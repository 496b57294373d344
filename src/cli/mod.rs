//! Command-line interface for cairn.
//!
//! This module provides the CLI argument parsing using clap's derive
//! macros and the command implementations.
//!
//! # Architecture
//!
//! - [`args`] - Argument definitions using clap derive macros
//! - [`commands`] - Command implementations behind a dispatcher

pub mod args;
pub mod commands;

pub use args::{Cli, Commands, CompletionsArgs, GenerateArgs, ListArgs, RunArgs};
pub use commands::{Command, CommandDispatcher, CommandResult};
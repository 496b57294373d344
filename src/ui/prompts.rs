//! Interactive prompts.

use console::{style, Term};
use dialoguer::theme::ColorfulTheme;
use dialoguer::{Confirm, Input, Password};

use crate::error::{CairnError, Result};

use super::{Prompt, PromptResult, PromptType};

/// Convert dialoguer errors to CairnError.
fn map_dialoguer_err(e: dialoguer::Error) -> CairnError {
    CairnError::Io(e.into())
}

/// Dialoguer theme without the default yellow `?` prefix.
fn prompt_theme() -> ColorfulTheme {
    ColorfulTheme {
        prompt_prefix: style("".to_string()),
        ..ColorfulTheme::default()
    }
}

/// Prompt the user for input.
pub fn prompt_user(prompt: &Prompt, term: &Term) -> Result<PromptResult> {
    match &prompt.prompt_type {
        PromptType::Confirm => prompt_confirm(prompt, term),
        PromptType::Input => prompt_input(prompt, term),
        PromptType::Password => prompt_password(prompt, term),
    }
}

fn prompt_confirm(prompt: &Prompt, term: &Term) -> Result<PromptResult> {
    let default = prompt
        .default
        .as_ref()
        .map(|s| s.to_lowercase() == "true" || s == "y" || s == "yes")
        .unwrap_or(true);

    let result = Confirm::with_theme(&prompt_theme())
        .with_prompt(&prompt.question)
        .default(default)
        .interact_on(term)
        .map_err(map_dialoguer_err)?;

    Ok(PromptResult::Bool(result))
}

fn prompt_input(prompt: &Prompt, term: &Term) -> Result<PromptResult> {
    let binding = prompt_theme();
    let input = Input::<String>::with_theme(&binding).with_prompt(&prompt.question);

    let result: String = if let Some(default) = &prompt.default {
        input
            .default(default.clone())
            .interact_on(term)
            .map_err(map_dialoguer_err)?
    } else {
        input
            .allow_empty(true)
            .interact_on(term)
            .map_err(map_dialoguer_err)?
    };

    Ok(PromptResult::String(result))
}

/// Secret input: typed characters are never echoed.
fn prompt_password(prompt: &Prompt, term: &Term) -> Result<PromptResult> {
    let result = Password::with_theme(&prompt_theme())
        .with_prompt(&prompt.question)
        .allow_empty_password(true)
        .interact_on(term)
        .map_err(map_dialoguer_err)?;

    Ok(PromptResult::String(result))
}
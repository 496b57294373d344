//! Condition evaluation against the run context.

use glob::Pattern;

use crate::config::schema::Condition;
use crate::pipeline::context::RunContext;

impl Condition {
    /// Evaluate this condition. Unknown branch or parameter means false,
    /// never an error; a false condition is an ordinary clean skip.
    pub fn evaluate(&self, ctx: &RunContext) -> bool {
        match self {
            Condition::Branch(patterns) => match ctx.branch.as_deref() {
                Some(branch) => patterns.iter().any(|p| {
                    Pattern::new(p)
                        .map(|pattern| pattern.matches(branch))
                        .unwrap_or(false)
                }),
                None => false,
            },
            Condition::EnvSet(var) => ctx.env.get(var).is_some_and(|v| !v.is_empty()),
            Condition::ParamEquals { name, value } => ctx
                .params
                .get(name)
                .is_some_and(|v| v.as_str().eq_ignore_ascii_case(value)),
            Condition::Ci => ctx.is_ci,
        }
    }
}

/// Whether every condition holds. An empty list always holds.
pub fn conditions_hold(conditions: &[Condition], ctx: &RunContext) -> bool {
    conditions.iter().all(|c| c.evaluate(ctx))
}
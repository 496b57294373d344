//! Artifact contract verification.
//!
//! After a target's action reports success, every declared `produces`
//! pattern must match at least one file beneath the project root. An
//! action that succeeds without leaving its promised outputs behind is a
//! contract violation, not a success; this is what catches silent no-ops.

use std::path::Path;

use crate::error::{CairnError, Result};
use crate::pipeline::ResolvedTarget;

/// Verify a target's artifact contract.
pub fn verify(target: &ResolvedTarget, project_root: &Path) -> Result<()> {
    for pattern in &target.produces {
        if !pattern_matches_file(pattern, project_root)? {
            return Err(CairnError::ArtifactContract {
                target: target.name.clone(),
                pattern: pattern.clone(),
            });
        }
    }
    Ok(())
}

/// Whether a pattern matches at least one existing file.
fn pattern_matches_file(pattern: &str, project_root: &Path) -> Result<bool> {
    let absolute = project_root.join(pattern);
    let glob_input = absolute.to_string_lossy();

    let entries = glob::glob(&glob_input).map_err(|e| CairnError::Configuration {
        message: format!("invalid produces pattern '{}': {}", pattern, e),
    })?;

    Ok(entries
        .filter_map(|entry| entry.ok())
        .any(|path| path.is_file()))
}

#[cfg(test)]
mod tests {
    use super::*;
    use std::fs;
    use tempfile::TempDir;

    fn target_producing(patterns: &[&str]) -> ResolvedTarget {
        let mut target = ResolvedTarget::new("pack");
        target.produces = patterns.iter().map(|p| p.to_string()).collect();
        target
    }

    #[test]
    fn empty_contract_always_holds() {
        let temp = TempDir::new().unwrap();
        let target = ResolvedTarget::new("compile");
        assert!(verify(&target, temp.path()).is_ok());
    }

    #[test]
    fn matching_file_satisfies_contract() {
        let temp = TempDir::new().unwrap();
        fs::create_dir_all(temp.path().join("out")).unwrap();
        fs::write(temp.path().join("out/app.pkg"), "bytes").unwrap();

        let target = target_producing(&["out/*.pkg"]);
        assert!(verify(&target, temp.path()).is_ok());
    }

    #[test]
    fn empty_directory_violates_contract() {
        let temp = TempDir::new().unwrap();
        fs::create_dir_all(temp.path().join("out")).unwrap();

        let target = target_producing(&["out/*.pkg"]);
        let err = verify(&target, temp.path()).unwrap_err();

        match err {
            CairnError::ArtifactContract { target, pattern } => {
                assert_eq!(target, "pack");
                assert_eq!(pattern, "out/*.pkg");
            }
            other => panic!("expected contract violation, got {other}"),
        }
    }

    #[test]
    fn directory_match_does_not_satisfy_contract() {
        let temp = TempDir::new().unwrap();
        fs::create_dir_all(temp.path().join("out/app.pkg")).unwrap();

        let target = target_producing(&["out/*.pkg"]);
        assert!(verify(&target, temp.path()).is_err());
    }

    #[test]
    fn every_pattern_must_match() {
        let temp = TempDir::new().unwrap();
        fs::create_dir_all(temp.path().join("out")).unwrap();
        fs::write(temp.path().join("out/app.pkg"), "bytes").unwrap();

        let target = target_producing(&["out/*.pkg", "reports/*.html"]);
        let err = verify(&target, temp.path()).unwrap_err();
        assert!(err.to_string().contains("reports/*.html"));
    }

    #[test]
    fn recursive_glob_matches_nested_files() {
        let temp = TempDir::new().unwrap();
        fs::create_dir_all(temp.path().join("results/sub")).unwrap();
        fs::write(temp.path().join("results/sub/coverage.xml"), "<x/>").unwrap();

        let target = target_producing(&["results/**/coverage.xml"]);
        assert!(verify(&target, temp.path()).is_ok());
    }
}
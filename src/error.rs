//! Error types for cairn operations.
//!
//! This module defines [`CairnError`], the primary error type used throughout
//! the application, and a [`Result`] type alias for convenience.
//!
//! # Error Handling Strategy
//!
//! - Use `CairnError` for domain-specific errors that need distinct handling
//! - Use `anyhow::Error` (via `CairnError::Other`) for unexpected errors
//! - All errors should provide actionable messages for users
//! - Secret values are redacted before they can reach any error message

use std::path::PathBuf;
use thiserror::Error;

/// Core error type for cairn operations.
#[derive(Debug, Error)]
pub enum CairnError {
    /// Pipeline file not found at expected location.
    #[error("Pipeline file not found: {path}")]
    ConfigNotFound { path: PathBuf },

    /// Failed to parse the pipeline file.
    #[error("Failed to parse pipeline file at {path}: {message}")]
    ConfigParse { path: PathBuf, message: String },

    /// Invalid declarations or unresolved required parameters.
    #[error("Configuration error: {message}")]
    Configuration { message: String },

    /// Target dependency cycle detected at graph-build time.
    #[error("Dependency cycle detected: {cycle}")]
    DependencyCycle { cycle: String },

    /// A requested or referenced target is not declared.
    #[error("Unknown target: {name}")]
    UnknownTarget { name: String },

    /// A target's action reported failure.
    #[error("Target '{target}' failed: {message}")]
    TargetFailed { target: String, message: String },

    /// A target's action succeeded but a declared output pattern matched no files.
    #[error("Target '{target}' produced no artifacts matching '{pattern}'")]
    ArtifactContract { target: String, pattern: String },

    /// Shell command failed to spawn or was killed.
    #[error("Command failed with exit code {code:?}: {command}")]
    CommandFailed { command: String, code: Option<i32> },

    /// IO error wrapper.
    #[error("IO error: {0}")]
    Io(#[from] std::io::Error),

    /// Generic wrapped error for anyhow interop.
    #[error(transparent)]
    Other(#[from] anyhow::Error),
}

/// Result type alias for cairn operations.
pub type Result<T> = std::result::Result<T, CairnError>;
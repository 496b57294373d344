//! Scrubbing of secret values from diagnostic text.

use crate::params::secret::{SecretValue, REDACTED};

/// Replaces registered secret values in any string with [`REDACTED`].
///
/// The executor routes all captured action output and failure messages
/// through one redactor before they are stored in a report or printed,
/// so a secret handed to an action's environment cannot surface in
/// diagnostics even when the action echoes it.
#[derive(Clone, Default)]
pub struct Redactor {
    values: Vec<String>,
}

impl std::fmt::Debug for Redactor {
    fn fmt(&self, f: &mut std::fmt::Formatter<'_>) -> std::fmt::Result {
        f.debug_struct("Redactor")
            .field("values", &self.values.len())
            .finish()
    }
}

impl Redactor {
    /// Create an empty redactor.
    pub fn new() -> Self {
        Self::default()
    }

    /// Register a secret value. Empty values are ignored.
    pub fn register(&mut self, secret: &SecretValue) {
        if !secret.is_empty() {
            self.values.push(secret.expose().to_string());
        }
    }

    /// Replace every occurrence of every registered value.
    pub fn redact(&self, input: &str) -> String {
        let mut output = input.to_string();
        for value in &self.values {
            output = output.replace(value, REDACTED);
        }
        output
    }

    /// Number of registered values.
    pub fn len(&self) -> usize {
        self.values.len()
    }

    /// Whether any values are registered.
    pub fn is_empty(&self) -> bool {
        self.values.is_empty()
    }
}

#[cfg(test)]
mod tests {
    use super::*;

    #[test]
    fn redacts_registered_value() {
        let mut redactor = Redactor::new();
        redactor.register(&SecretValue::new("api-key-123"));

        let output = redactor.redact("pushing with key api-key-123 to feed");
        assert_eq!(output, format!("pushing with key {} to feed", REDACTED));
    }

    #[test]
    fn redacts_multiple_values_and_occurrences() {
        let mut redactor = Redactor::new();
        redactor.register(&SecretValue::new("first"));
        redactor.register(&SecretValue::new("second"));

        let output = redactor.redact("first second first");
        assert!(!output.contains("first"));
        assert!(!output.contains("second"));
    }

    #[test]
    fn ignores_empty_values() {
        let mut redactor = Redactor::new();
        redactor.register(&SecretValue::new(""));

        assert!(redactor.is_empty());
        assert_eq!(redactor.redact("unchanged"), "unchanged");
    }

    #[test]
    fn passthrough_without_registrations() {
        let redactor = Redactor::new();
        assert_eq!(redactor.redact("nothing to hide"), "nothing to hide");
    }
}
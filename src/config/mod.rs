//! Pipeline file loading, parsing, and validation.

pub mod loader;
pub mod schema;

pub use loader::{find_pipeline_file, load_config, validate_config};
pub use schema::{
    Condition, ParameterConfig, ParameterKind, PipelineConfig, TargetConfig, WorkflowConfig,
};
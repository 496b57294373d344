//! Step customization hooks.
//!
//! A hook is a pure transform over the generated step sequence, applied
//! after base generation and before rendering. Hooks never see a mutable
//! sequence; each receives the accumulated steps and returns a new list.
//! Multiple hooks compose left to right in registration order.

use crate::ci::job::Step;

/// A pure step-sequence transform.
pub type StepHook = Box<dyn Fn(&[Step]) -> Vec<Step>>;

/// An ordered collection of hooks.
#[derive(Default)]
pub struct StepHooks {
    hooks: Vec<StepHook>,
}

impl StepHooks {
    /// No hooks: the identity transform.
    pub fn new() -> Self {
        Self::default()
    }

    /// Register a hook after the existing ones.
    pub fn push(&mut self, hook: StepHook) {
        self.hooks.push(hook);
    }

    /// Number of registered hooks.
    pub fn len(&self) -> usize {
        self.hooks.len()
    }

    /// Whether no hooks are registered.
    pub fn is_empty(&self) -> bool {
        self.hooks.is_empty()
    }

    /// Apply every hook in registration order.
    pub fn apply(&self, steps: Vec<Step>) -> Vec<Step> {
        self.hooks
            .iter()
            .fold(steps, |current, hook| hook(&current))
    }
}

/// A hook inserting one step at a fixed index.
///
/// The index is clamped to the sequence length, so an insert at 1 into an
/// empty sequence appends.
pub fn insert_at(index: usize, step: Step) -> StepHook {
    Box::new(move |steps| {
        let mut next = steps.to_vec();
        let at = index.min(next.len());
        next.insert(at, step.clone());
        next
    })
}

/// The toolchain bootstrap step, inserted right after checkout.
pub fn setup_toolchain(version: &str) -> Step {
    Step::uses("Setup toolchain", "dtolnay/rust-toolchain@master")
        .with_arg("toolchain", version)
}

#[cfg(test)]
mod tests {
    use super::*;

    fn base_steps() -> Vec<Step> {
        vec![
            Step::uses("Checkout", "actions/checkout@v4"),
            Step::run("Compile", "cairn run compile --skip"),
        ]
    }

    #[test]
    fn empty_hooks_are_identity() {
        let hooks = StepHooks::new();
        let steps = base_steps();
        assert_eq!(hooks.apply(steps.clone()), steps);
    }

    #[test]
    fn insert_at_places_step_at_fixed_index() {
        let mut hooks = StepHooks::new();
        hooks.push(insert_at(1, setup_toolchain("1.93")));

        let result = hooks.apply(base_steps());

        assert_eq!(result.len(), 3);
        assert_eq!(result[0].name, "Checkout");
        assert_eq!(result[1].name, "Setup toolchain");
        assert_eq!(result[1].with.get("toolchain").unwrap(), "1.93");
        assert_eq!(result[2].name, "Compile");
    }

    #[test]
    fn insert_index_is_clamped() {
        let mut hooks = StepHooks::new();
        hooks.push(insert_at(99, Step::run("Last", "true")));

        let result = hooks.apply(base_steps());
        assert_eq!(result.last().unwrap().name, "Last");
    }

    #[test]
    fn hooks_compose_left_to_right() {
        let mut hooks = StepHooks::new();
        hooks.push(insert_at(0, Step::run("First", "true")));
        hooks.push(insert_at(0, Step::run("Newer first", "true")));

        let result = hooks.apply(base_steps());
        assert_eq!(result[0].name, "Newer first");
        assert_eq!(result[1].name, "First");
    }

    #[test]
    fn hook_does_not_mutate_input() {
        let mut hooks = StepHooks::new();
        hooks.push(insert_at(0, Step::run("Added", "true")));

        let original = base_steps();
        let result = hooks.apply(original.clone());

        assert_eq!(original.len(), 2);
        assert_eq!(result.len(), 3);
    }
}
//! Target graph, execution engine, and artifact contracts.

pub mod artifacts;
pub mod executor;
pub mod graph;
pub mod report;

pub use executor::{AbortHandle, Engine, RunOptions, RunProgress, SkipMode};
pub use graph::{TargetGraph, TargetGraphBuilder};
pub use report::{ExecutionReport, FailureKind, TargetOutcome, TargetState};
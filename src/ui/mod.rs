//! Terminal user interface components.
//!
//! This module provides:
//! - [`UserInterface`] trait for UI abstraction
//! - [`TerminalUi`] for interactive terminal usage
//! - [`NonInteractiveUi`] for CI/headless environments
//! - [`MockUi`] for tests
//!
//! # Example
//!
//! ```
//! use cairn::ui::{create_ui, OutputMode};
//!
//! let mut ui = create_ui(false, OutputMode::Quiet);
//! ui.message("resolving parameters");
//! ```

pub mod mock;
pub mod non_interactive;
pub mod prompts;
pub mod spinner;
pub mod terminal;
pub mod theme;

pub use mock::{MockSpinner, MockUi};
pub use non_interactive::NonInteractiveUi;
pub use prompts::prompt_user;
pub use spinner::{ProgressSpinner, SilentSpinner};
pub use terminal::{create_ui, TerminalUi};
pub use theme::{should_use_colors, CairnTheme};

use crate::error::Result;

/// How much output to produce.
#[derive(Debug, Clone, Copy, PartialEq, Eq, Default)]
pub enum OutputMode {
    /// Errors and the final summary only.
    Quiet,
    /// Standard output.
    #[default]
    Normal,
    /// Everything, including per-target diagnostics.
    Verbose,
}

/// Trait for user interface interactions.
///
/// This trait allows mocking the UI in tests.
pub trait UserInterface {
    /// Get the current output mode.
    fn output_mode(&self) -> OutputMode;

    /// Display a message to the user.
    fn message(&mut self, msg: &str);

    /// Display a success message.
    fn success(&mut self, msg: &str);

    /// Display a warning message.
    fn warning(&mut self, msg: &str);

    /// Display an error message.
    fn error(&mut self, msg: &str);

    /// Show a prompt and get user input.
    fn prompt(&mut self, prompt: &Prompt) -> Result<PromptResult>;

    /// Start a spinner for a running target.
    fn start_spinner(&mut self, message: &str) -> Box<dyn SpinnerHandle>;

    /// Check if running in interactive mode.
    fn is_interactive(&self) -> bool;
}

/// Handle for controlling a spinner.
pub trait SpinnerHandle {
    /// Update the spinner message.
    fn set_message(&mut self, msg: &str);

    /// Mark the operation as successful.
    fn finish_success(&mut self, msg: &str);

    /// Mark the operation as failed.
    fn finish_error(&mut self, msg: &str);

    /// Mark as skipped.
    fn finish_skipped(&mut self, msg: &str);
}

/// A prompt to show to the user.
#[derive(Debug, Clone)]
pub struct Prompt {
    /// Unique key for the prompt (used for mock lookup).
    pub key: String,
    /// The question to display.
    pub question: String,
    /// The type of prompt.
    pub prompt_type: PromptType,
    /// Default value if the user just presses enter.
    pub default: Option<String>,
}

/// The type of prompt.
#[derive(Debug, Clone)]
pub enum PromptType {
    /// Yes/no confirmation.
    Confirm,
    /// Free-form text input.
    Input,
    /// Hidden input for secret values.
    Password,
}

/// Result of a prompt.
#[derive(Debug, Clone)]
pub enum PromptResult {
    /// Boolean result from confirm.
    Bool(bool),
    /// String result from input.
    String(String),
}

impl PromptResult {
    /// Get as string.
    pub fn as_string(&self) -> String {
        match self {
            Self::Bool(b) => b.to_string(),
            Self::String(s) => s.clone(),
        }
    }

    /// Get as bool if this is a Bool result.
    pub fn as_bool(&self) -> Option<bool> {
        match self {
            Self::Bool(b) => Some(*b),
            _ => None,
        }
    }
}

****************************************

▶ **Goal of the exercise**
Filter the lines above, keeping and copying those that contain "schema".

▶ **Output of the task**
use crate::config::schema::Condition;
pub mod schema;
pub use schema::{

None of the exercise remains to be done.